Of course, there’s the crossing itself, which is just steps from the department’s main fire station on Algonquin Road. Just north of the crossing, there’s a memorial that Jim Kreher and his wife maintain, which sits roughly where the shell of the bus landed.

“I go out there every October 25th at 7 o’clock in the morning, and I see the same parents there every year,” Jim Kreher said.

Those living reminders occur frequently when he runs into those families and the survivors of the crash around town. One of the survivors, Jason Kedrok, was the first person Jim Kreher saw on the scene that day. Kedrok is now a lieutenant with the department.

Kedrok was already a cadet at the time of the crash.
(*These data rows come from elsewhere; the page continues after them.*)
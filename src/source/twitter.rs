//! Recent-search client for the Twitter/X v2 API.
//!
//! One [`SearchApi::search_page`] call is one `GET /2/tweets/search/recent`
//! request.  The response's `includes.users` expansion is joined into each
//! post by author id; posts whose author is missing from the expansion are
//! dropped because a row without a handle can't be rendered or linked.

use std::collections::HashMap;
use std::time::Duration;

use async_trait::async_trait;
use chrono::{DateTime, SecondsFormat, Utc};
use reqwest::Client;
use serde::Deserialize;
use tracing::{debug, warn};

use super::{Author, FeedEntry, PageFilter, Post, SearchApi, SearchPage};
use crate::error::{DashError, Result};

const SEARCH_PATH: &str = "/2/tweets/search/recent";
const REQUEST_TIMEOUT: Duration = Duration::from_secs(10);

// ---------------------------------------------------------------------------
// Wire format
// ---------------------------------------------------------------------------

#[derive(Debug, Deserialize)]
struct SearchResponse {
    #[serde(default)]
    data: Vec<RawPost>,
    #[serde(default)]
    includes: Includes,
    #[serde(default)]
    meta: Meta,
}

#[derive(Debug, Deserialize)]
struct RawPost {
    id: String,
    text: String,
    created_at: String,
    author_id: String,
}

#[derive(Debug, Default, Deserialize)]
struct Includes {
    #[serde(default)]
    users: Vec<Author>,
}

#[derive(Debug, Default, Deserialize)]
struct Meta {
    next_token: Option<String>,
}

impl SearchResponse {
    /// Join authors into posts and build the page, keeping API order.
    ///
    /// Posts whose author is missing from `includes` or whose timestamp
    /// doesn't parse are dropped; the rest of the page is kept.
    fn into_page(self) -> SearchPage {
        let authors: HashMap<String, Author> = self
            .includes
            .users
            .into_iter()
            .map(|a| (a.id.clone(), a))
            .collect();

        let mut entries = Vec::with_capacity(self.data.len());
        for raw in self.data {
            let Some(author) = authors.get(&raw.author_id) else {
                debug!(id = %raw.id, author_id = %raw.author_id, "dropping post with unresolved author");
                continue;
            };
            let created_at = match DateTime::parse_from_rfc3339(&raw.created_at) {
                Ok(ts) => ts.with_timezone(&Utc),
                Err(e) => {
                    warn!(
                        id = %raw.id,
                        created_at = %raw.created_at,
                        error = %e,
                        "dropping post with unparseable created_at"
                    );
                    continue;
                }
            };
            entries.push(FeedEntry::Twitter(Post::new(
                raw.id,
                raw.text,
                created_at,
                author.clone(),
            )));
        }

        SearchPage {
            entries,
            next_token: self.meta.next_token,
        }
    }
}

// ---------------------------------------------------------------------------
// Client
// ---------------------------------------------------------------------------

/// Bearer-authenticated recent-search client.
pub struct TwitterSearch {
    client: Client,
    base_url: String,
    token: String,
}

impl TwitterSearch {
    /// Create a client against `base_url` (e.g. `https://api.twitter.com`).
    pub fn new(base_url: impl Into<String>, token: impl Into<String>) -> Result<Self> {
        let client = Client::builder()
            .timeout(REQUEST_TIMEOUT)
            .user_agent(concat!("livescroll-tweets/", env!("CARGO_PKG_VERSION")))
            .build()?;

        Ok(Self {
            client,
            base_url: base_url.into().trim_end_matches('/').to_string(),
            token: token.into(),
        })
    }

    fn query_params(query: &str, filter: &PageFilter) -> Vec<(&'static str, String)> {
        let mut params = vec![
            ("query", query.to_string()),
            ("tweet.fields", "created_at".to_string()),
            ("expansions", "author_id".to_string()),
        ];
        match filter {
            PageFilter::NextToken(token) => params.push(("next_token", token.clone())),
            PageFilter::SinceId(id) => params.push(("since_id", id.clone())),
            PageFilter::StartTime(ts) => params.push((
                "start_time",
                ts.to_rfc3339_opts(SecondsFormat::Secs, true),
            )),
            PageFilter::Unfiltered => {}
        }
        params
    }
}

#[async_trait]
impl SearchApi for TwitterSearch {
    fn name(&self) -> &str {
        "twitter"
    }

    async fn search_page(&self, query: &str, filter: &PageFilter) -> Result<SearchPage> {
        let url = format!("{}{SEARCH_PATH}", self.base_url);
        let response = self
            .client
            .get(&url)
            .bearer_auth(&self.token)
            .query(&Self::query_params(query, filter))
            .send()
            .await?;

        let status = response.status();
        let body = response.text().await?;
        if !status.is_success() {
            warn!(status = status.as_u16(), "search request rejected");
            return Err(DashError::Api {
                status: status.as_u16(),
                body,
            });
        }

        Ok(serde_json::from_str::<SearchResponse>(&body)?.into_page())
    }
}

// ---------------------------------------------------------------------------
// Tests
// ---------------------------------------------------------------------------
He already knew he wanted to be a firefighter when it occurred, but he said the experience helped bring perspective to the work he does.

“The events that day just made me be thankful of everything that I have, because I also see accidents and people sick every day at the fire department,” Kedrok said. “People call us in their worst time.”

Kedrok and the Krehers both remember the response from the Cary and Fox River Grove communities, which banded together to support the families involved in the crash and the response. Jim Kreher remembers food and other items showing up on his doorstep.

“We don’t expect thank you’s,” Jim Kreher said. “When people say thank you’s, it’s overwhelming.”

Remembering that day doesn’t get any easier, but the Krehers are working to honor its legacy in a positive way.

In the months after the crash, the department worked with the National Transportation Safety Board on an investigation that led to sweeping changes in procedures at railroad crossings.

“It’s never a good thing that there’s an accident where lives are lost,” Bob Kreher said. “If intersections were made safer because of it, at least something came of it.”

For a few years after the crash, the first responders would go around the state to do a presentation on how they handled the call, but they stopped when re-living that day repeatedly took its toll.

For the tragedy’s 15th anniversary in 2010, the fire department started a memorial blood drive, remembering the need for blood among the 30 survivors of the crash.

Kreher said the drive is a way for the department to give back to the area. On the day of the crash, the department was able to transport everyone on the bus to the hospital within an hour and four minutes, thanks in part to the 17 area departments that helped with the response through the Mutual Aid Box Alarm System.

“We take it for granted where the blood comes from, but when you see an event like that and how it affected the surrounding hospitals,” Kreher said, “it makes you think about all those little things.”

Kedrok, too, said the crash taught him to value the little things.

“Since we just had our fourth child, I think about how fortunate I am, how lucky I am, how grateful I am for time with the family, for the support from the peers that I work with,” Kedrok said. “I squeeze my kids every time I come home. I stop and appreciate them a lot more.”